Gov. Mike Dunleavy and state legislators celebrated the passage of the Alaska Reads Act on Tuesday in Anchorage.
The act aims to improve student reading outcomes across the state by third grade. It provides funding for pre-K programs, uses reading screeners to identify students falling behind and gives grants to low-performing districts. It also requires districts to develop individual reading improvement plans for students who need additional help.
Dunleavy and Sen. Tom Begich, an Anchorage Democrat, first proposed the Alaska Reads Act two years ago. At a press conference at Turnagain Elementary School, Dunleavy said it was a bipartisan effort.
“When you’re dealing in the world of politics like we do, oftentimes politics gets in the middle of things,” he said. “But every once in a while, there’s a moral imperative people get around.”
The bill narrowly passed the House in the final hours of the legislative session. At the press conference, Senate majority leader Peter Micciche said the types of reading interventions funded in the bill helped his own daughter.
“I have one daughter that struggled with reading, and the Kenai Peninsula Borough School District already had intervention in place,” he said. “She’s a straight-A student in eighth grade right now, doing very well, and it was because of that intervention that is designed into this bill that brought her to a place where she can excel.”
Some rural legislators were skeptical about the bill.
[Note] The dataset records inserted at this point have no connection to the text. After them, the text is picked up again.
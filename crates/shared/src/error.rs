use serde::{Deserialize, Serialize};
use thiserror::Error;

/// Client-side failure taxonomy: transport problems vs. everything the order
/// service rejected.
#[derive(Debug, Clone, Copy, PartialEq, Eq, Serialize, Deserialize)]
#[serde(rename_all = "snake_case")]
pub enum ErrorCode {
    Network,
    Validation,
    NotFound,
    Internal,
}

#[derive(Debug, Clone, PartialEq, Eq, Error, Serialize, Deserialize)]
#[error("{code:?}: {message}")]
pub struct ApiError {
    pub code: ErrorCode,
    pub message: String,
}

impl ApiError {
    pub fn new(code: ErrorCode, message: impl Into<String>) -> Self {
        Self {
            code,
            message: message.into(),
        }
    }

    pub fn network(message: impl Into<String>) -> Self {
        Self::new(ErrorCode::Network, message)
    }

    pub fn validation(message: impl Into<String>) -> Self {
        Self::new(ErrorCode::Validation, message)
    }

    pub fn is_network(&self) -> bool {
        self.code == ErrorCode::Network
    }
}
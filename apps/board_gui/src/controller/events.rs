//! UI/backend events and error modeling for the board shell.

use shared::{
    domain::{Order, Product},
    error::{ApiError, ErrorCode},
};

pub enum UiEvent {
    /// Fresh order list, either from an explicit fetch or a poll tick.
    OrdersLoaded(Vec<Order>),
    MenuLoaded(Vec<Product>),
    OrderCreated,
    OrderUpdated,
    Info(String),
    Error(UiError),
}

#[derive(Debug, Clone, Copy, PartialEq, Eq)]
pub enum UiErrorCategory {
    Network,
    Validation,
    Unknown,
}

#[derive(Debug, Clone, Copy, PartialEq, Eq)]
pub enum UiErrorContext {
    BackendStartup,
    FetchOrders,
    FetchMenu,
    CreateOrder,
    MoveOrder,
    CancelOrder,
    FinishAlert,
}

impl UiErrorContext {
    fn headline(self) -> &'static str {
        match self {
            UiErrorContext::BackendStartup => "Backend worker failed to start",
            UiErrorContext::FetchOrders => "Could not load orders",
            UiErrorContext::FetchMenu => "Could not load the menu",
            UiErrorContext::CreateOrder => "Could not create the order",
            UiErrorContext::MoveOrder => "Could not update the order status",
            UiErrorContext::CancelOrder => "Could not cancel the order",
            UiErrorContext::FinishAlert => "Could not finish the alert",
        }
    }
}

#[derive(Debug, Clone)]
pub struct UiError {
    category: UiErrorCategory,
    context: UiErrorContext,
    message: String,
}

impl UiError {
    pub fn from_api(context: UiErrorContext, err: &ApiError) -> Self {
        let category = match err.code {
            ErrorCode::Network => UiErrorCategory::Network,
            ErrorCode::Validation | ErrorCode::NotFound => UiErrorCategory::Validation,
            ErrorCode::Internal => UiErrorCategory::Unknown,
        };
        Self {
            category,
            context,
            message: err.message.clone(),
        }
    }

    pub fn from_message(context: UiErrorContext, message: impl Into<String>) -> Self {
        let message = message.into();
        let message_lower = message.to_ascii_lowercase();
        let category = if message_lower.contains("connection")
            || message_lower.contains("network")
            || message_lower.contains("timed out")
            || message_lower.contains("dns")
            || message_lower.contains("unreachable")
        {
            UiErrorCategory::Network
        } else if message_lower.contains("invalid")
            || message_lower.contains("missing")
            || message_lower.contains("empty")
            || message_lower.contains("at least one item")
            || message_lower.contains("table")
        {
            UiErrorCategory::Validation
        } else {
            UiErrorCategory::Unknown
        };

        Self {
            category,
            context,
            message,
        }
    }

    /// Poll/load failures only touch the status line; everything the user
    /// explicitly asked for gets a blocking alert.
    pub fn is_blocking(&self) -> bool {
        !matches!(
            self.context,
            UiErrorContext::FetchOrders | UiErrorContext::FetchMenu
        )
    }

    pub fn category(&self) -> UiErrorCategory {
        self.category
    }

    pub fn context(&self) -> UiErrorContext {
        self.context
    }

    pub fn message(&self) -> &str {
        &self.message
    }

    pub fn headline(&self) -> String {
        format!("{}: {}", self.context.headline(), self.message)
    }
}

#[cfg(test)]
mod tests {
    use super::*;

    #[test]
    fn api_error_codes_map_onto_categories() {
        let err = UiError::from_api(
            UiErrorContext::FetchOrders,
            &ApiError::network("connection refused"),
        );
        assert_eq!(err.category(), UiErrorCategory::Network);

        let err = UiError::from_api(
            UiErrorContext::CreateOrder,
            &ApiError::validation("empty cart"),
        );
        assert_eq!(err.category(), UiErrorCategory::Validation);
    }

    #[test]
    fn classifies_message_text_when_no_code_is_available() {
        let err = UiError::from_message(
            UiErrorContext::BackendStartup,
            "failed to build runtime: connection pool exhausted",
        );
        assert_eq!(err.category(), UiErrorCategory::Network);

        let err = UiError::from_message(UiErrorContext::CreateOrder, "dine-in orders need a table");
        assert_eq!(err.category(), UiErrorCategory::Validation);
    }

    #[test]
    fn poll_failures_do_not_block_the_board() {
        let err = UiError::from_api(UiErrorContext::FetchOrders, &ApiError::network("down"));
        assert!(!err.is_blocking());

        let err = UiError::from_api(UiErrorContext::CancelOrder, &ApiError::network("down"));
        assert!(err.is_blocking());
    }
}
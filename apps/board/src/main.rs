use anyhow::Result;
use clap::{Parser, ValueEnum};
use client_core::{load_settings, triage, BoardView, OrdersClient};
use shared::domain::Order;

#[derive(Parser, Debug)]
struct Args {
    /// Base URL of the order service; falls back to board.toml / environment.
    #[arg(long)]
    backend_url: Option<String>,
    /// Business whose orders are listed.
    #[arg(long)]
    business_id: Option<i64>,
    #[arg(long, value_enum, default_value = "kitchen")]
    view: ViewArg,
}

#[derive(Debug, Clone, Copy, ValueEnum)]
enum ViewArg {
    Delivery,
    DineIn,
    Kitchen,
}

impl From<ViewArg> for BoardView {
    fn from(value: ViewArg) -> Self {
        match value {
            ViewArg::Delivery => BoardView::Delivery,
            ViewArg::DineIn => BoardView::DineIn,
            ViewArg::Kitchen => BoardView::Kitchen,
        }
    }
}

#[tokio::main]
async fn main() -> Result<()> {
    tracing_subscriber::fmt().init();
    let args = Args::parse();

    let mut settings = load_settings();
    if let Some(backend_url) = args.backend_url {
        settings.backend_url = backend_url;
    }
    if let Some(business_id) = args.business_id {
        settings.business_id = business_id;
    }

    let view: BoardView = args.view.into();
    tracing::info!(
        backend_url = %settings.backend_url,
        business_id = settings.business_id,
        "fetching {} board",
        view.title()
    );

    let client = OrdersClient::new(settings.backend_url.clone());
    let orders = client.fetch_orders(settings.business()).await?;
    let buckets = triage(&orders, view);

    for (title, bucket) in [
        ("CONFIRMED", &buckets.confirmed),
        ("PREPARING", &buckets.preparing),
        ("DONE", &buckets.done),
    ] {
        println!("== {title} ({}) ==", bucket.len());
        if bucket.is_empty() {
            println!("   no orders in this stage");
        }
        for order in bucket {
            print_order(order);
        }
    }

    Ok(())
}

fn print_order(order: &Order) {
    let canceled = if order.is_canceled() { " [canceled]" } else { "" };
    println!(
        "   #{} total R$ {:.2}{canceled}",
        order.display_id.0, order.total_price
    );
    for item in &order.current_cart {
        match &item.notes {
            Some(notes) => println!("      {}x {} ({notes})", item.amount, item.name),
            None => println!("      {}x {}", item.amount, item.name),
        }
    }
}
At a House floor session in May, Dillingham independent Rep. Bryce Edgmon called the $30 increase to the base student allocation, the amount of money per student a district receives, “a joke.” He said hiring reading intervention specialists would be a challenge for rural districts, where recruiting and retaining teachers is already difficult.
“This bill does not help rural Alaska,” he said. “If you were to write a bill for big schools, I would write it just like this.”
Third graders who receive low scores on the reading screeners could be held back a grade, according to the bill.
Bethel Democratic Rep. Tiffany Zulkosky said teachers and parents should make that decision, not the state.
“My concerns are rooted in the protection of small schools, Alaska Native children, Alaska Native language speaking students, that such an onerous policy would unintentionally disadvantage these groups to their peers,” she said.
In a press release, a spokesperson for the governor’s office said the bill aims to maintain local control and meet the needs of rural and Alaska Native students.
“The bill also requires an annual convention, including representation from rural Alaska, that will facilitate conversations with the Department of Education on how the bill is meeting, or not meeting, the culturally responsive standards outlined in the bill,” the press release read.
At the press conference, Anchorage Democratic Rep. Chris Tuck said that while the bill doesn’t solve every problem in Alaska’s education system, it directs funds to important areas like an increased base student allocation and loan forgiveness for some teachers.
“This bill doesn’t solve everything, but it really puts money right where a lot of our other problems will be solved,” he said.
The bill unanimously passed the Senate and passed the House in a 21-19 vote. Dunleavy is expected to sign the bill into law in the coming weeks.